[Records from a collection]
[Start of Attachment]
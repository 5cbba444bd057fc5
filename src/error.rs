//! Error types for seamrpc.

use thiserror::Error;

/// Main error type for all seamrpc operations.
#[derive(Debug, Error)]
pub enum RpcError {
    /// I/O error on the underlying stream.
    #[error("I/O error: {0}")]
    Io(#[from] std::io::Error),

    /// Handshake rejected: bad magic number, unknown codec tag, or a
    /// malformed negotiation record. Fatal to the connection.
    #[error("negotiation error: {0}")]
    Negotiation(String),

    /// Frame-level failure after negotiation (oversize frame, poisoned
    /// writer). Fatal to the connection.
    #[error("framing error: {0}")]
    Frame(String),

    /// JSON encode/decode error (handshake record or JSON payload codec).
    #[error("JSON error: {0}")]
    Json(#[from] serde_json::Error),

    /// MessagePack serialization error.
    #[error("MessagePack encode error: {0}")]
    MsgpackEncode(#[from] rmp_serde::encode::Error),

    /// MessagePack deserialization error.
    #[error("MessagePack decode error: {0}")]
    MsgpackDecode(#[from] rmp_serde::decode::Error),

    /// Error reported by the remote method, carried in the response header.
    /// Does not affect connection liveness.
    #[error("remote error: {0}")]
    Application(String),

    /// The client is closing or already shut down.
    #[error("connection is shut down")]
    Shutdown,

    /// The connection failed while calls were outstanding; every pending
    /// call is completed with this error exactly once.
    #[error("connection lost: {0}")]
    Disconnected(String),

    /// No handler registered under the requested `"Service.Method"` name.
    #[error("method not found: {0}")]
    MethodNotFound(String),

    /// Per-call deadline elapsed before a reply arrived.
    #[error("call timed out")]
    Timeout,
}

/// Result type alias using RpcError.
pub type Result<T> = std::result::Result<T, RpcError>;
[End of Attachment]
WHAT IS BEING ASKED: All lines from the one with "affect connection liveness." onward to the end of the records above should be repeated exactly, and only those lines.

ANSWER TO THIS EXERCISE:
    /// Does not affect connection liveness.
    #[error("remote error: {0}")]
    Application(String),

    /// The client is closing or already shut down.
    #[error("connection is shut down")]
    Shutdown,

    /// The connection failed while calls were outstanding; every pending
    /// call is completed with this error exactly once.
    #[error("connection lost: {0}")]
    Disconnected(String),

    /// No handler registered under the requested `"Service.Method"` name.
    #[error("method not found: {0}")]
    MethodNotFound(String),

    /// Per-call deadline elapsed before a reply arrived.
    #[error("call timed out")]
    Timeout,
}

/// Result type alias using RpcError.
pub type Result<T> = std::result::Result<T, RpcError>;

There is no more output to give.